Task description:
Pick out every line of the entries below where "Parlance" occurs, and copy those lines.

───── Extracted entries ─────

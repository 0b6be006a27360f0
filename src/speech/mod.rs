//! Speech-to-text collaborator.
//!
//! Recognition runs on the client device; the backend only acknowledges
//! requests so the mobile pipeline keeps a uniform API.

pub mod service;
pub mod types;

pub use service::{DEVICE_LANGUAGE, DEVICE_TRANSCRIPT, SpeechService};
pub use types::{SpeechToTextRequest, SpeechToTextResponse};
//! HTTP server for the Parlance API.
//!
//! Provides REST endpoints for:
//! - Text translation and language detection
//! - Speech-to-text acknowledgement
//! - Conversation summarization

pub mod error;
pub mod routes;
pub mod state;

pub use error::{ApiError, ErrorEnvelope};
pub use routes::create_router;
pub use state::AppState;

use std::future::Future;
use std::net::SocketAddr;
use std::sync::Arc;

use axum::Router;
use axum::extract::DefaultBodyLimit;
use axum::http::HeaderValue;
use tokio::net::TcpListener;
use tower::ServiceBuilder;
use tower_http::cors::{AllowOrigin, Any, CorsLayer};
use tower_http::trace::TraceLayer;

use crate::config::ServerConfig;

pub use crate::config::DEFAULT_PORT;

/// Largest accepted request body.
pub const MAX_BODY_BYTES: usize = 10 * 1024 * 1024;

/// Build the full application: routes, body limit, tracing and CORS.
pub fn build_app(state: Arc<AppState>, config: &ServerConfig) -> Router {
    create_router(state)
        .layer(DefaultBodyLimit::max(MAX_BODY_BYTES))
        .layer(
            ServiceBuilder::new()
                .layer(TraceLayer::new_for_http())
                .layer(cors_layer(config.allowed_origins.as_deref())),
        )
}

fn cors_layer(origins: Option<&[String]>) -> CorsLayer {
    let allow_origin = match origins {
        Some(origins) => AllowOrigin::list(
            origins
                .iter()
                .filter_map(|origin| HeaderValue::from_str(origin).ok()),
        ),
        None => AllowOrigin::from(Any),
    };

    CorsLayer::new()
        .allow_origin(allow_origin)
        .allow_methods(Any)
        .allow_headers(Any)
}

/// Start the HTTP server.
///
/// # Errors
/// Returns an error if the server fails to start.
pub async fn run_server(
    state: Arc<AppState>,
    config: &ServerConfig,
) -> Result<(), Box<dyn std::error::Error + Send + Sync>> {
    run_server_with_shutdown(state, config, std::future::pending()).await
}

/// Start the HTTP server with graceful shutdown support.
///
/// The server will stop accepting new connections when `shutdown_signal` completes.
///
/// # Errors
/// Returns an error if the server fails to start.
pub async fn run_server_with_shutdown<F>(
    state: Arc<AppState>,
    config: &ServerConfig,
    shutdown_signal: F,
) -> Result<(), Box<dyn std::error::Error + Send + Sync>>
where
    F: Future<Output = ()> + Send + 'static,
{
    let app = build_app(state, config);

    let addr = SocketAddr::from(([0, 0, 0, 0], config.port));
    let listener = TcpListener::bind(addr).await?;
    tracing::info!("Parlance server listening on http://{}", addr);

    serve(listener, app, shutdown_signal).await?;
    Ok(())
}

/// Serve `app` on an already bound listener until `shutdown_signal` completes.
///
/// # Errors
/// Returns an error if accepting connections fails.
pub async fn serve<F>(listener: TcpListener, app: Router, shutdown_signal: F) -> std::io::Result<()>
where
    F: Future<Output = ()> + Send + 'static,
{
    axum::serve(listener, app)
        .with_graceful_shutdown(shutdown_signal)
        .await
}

─────
───── Extracted entries ─────

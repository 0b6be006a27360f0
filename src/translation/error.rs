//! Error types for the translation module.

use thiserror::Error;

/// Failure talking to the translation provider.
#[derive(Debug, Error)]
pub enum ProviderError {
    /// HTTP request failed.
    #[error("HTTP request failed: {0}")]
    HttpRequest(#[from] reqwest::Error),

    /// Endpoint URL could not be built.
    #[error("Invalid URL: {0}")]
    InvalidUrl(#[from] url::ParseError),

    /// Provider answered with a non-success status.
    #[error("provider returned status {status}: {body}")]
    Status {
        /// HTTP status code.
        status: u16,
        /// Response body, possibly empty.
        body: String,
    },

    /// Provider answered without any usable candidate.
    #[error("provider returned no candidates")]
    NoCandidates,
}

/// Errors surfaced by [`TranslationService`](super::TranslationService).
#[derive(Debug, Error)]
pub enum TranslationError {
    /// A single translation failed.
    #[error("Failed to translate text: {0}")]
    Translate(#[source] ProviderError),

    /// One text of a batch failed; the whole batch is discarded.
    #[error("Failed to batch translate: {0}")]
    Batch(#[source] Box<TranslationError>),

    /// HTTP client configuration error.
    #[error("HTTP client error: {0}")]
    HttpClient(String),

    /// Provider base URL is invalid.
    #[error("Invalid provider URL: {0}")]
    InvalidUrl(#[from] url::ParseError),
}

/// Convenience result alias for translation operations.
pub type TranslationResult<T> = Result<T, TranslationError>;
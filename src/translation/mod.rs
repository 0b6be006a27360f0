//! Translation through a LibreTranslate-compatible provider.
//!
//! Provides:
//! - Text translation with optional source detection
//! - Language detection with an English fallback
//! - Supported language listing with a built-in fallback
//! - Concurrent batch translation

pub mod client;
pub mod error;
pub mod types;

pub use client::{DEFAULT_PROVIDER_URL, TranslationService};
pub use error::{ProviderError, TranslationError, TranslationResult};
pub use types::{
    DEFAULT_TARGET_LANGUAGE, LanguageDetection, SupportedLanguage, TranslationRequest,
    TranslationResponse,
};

─────

Answer to the problem:
//! HTTP server for the Parlance API.
    tracing::info!("Parlance server listening on http://{}", addr);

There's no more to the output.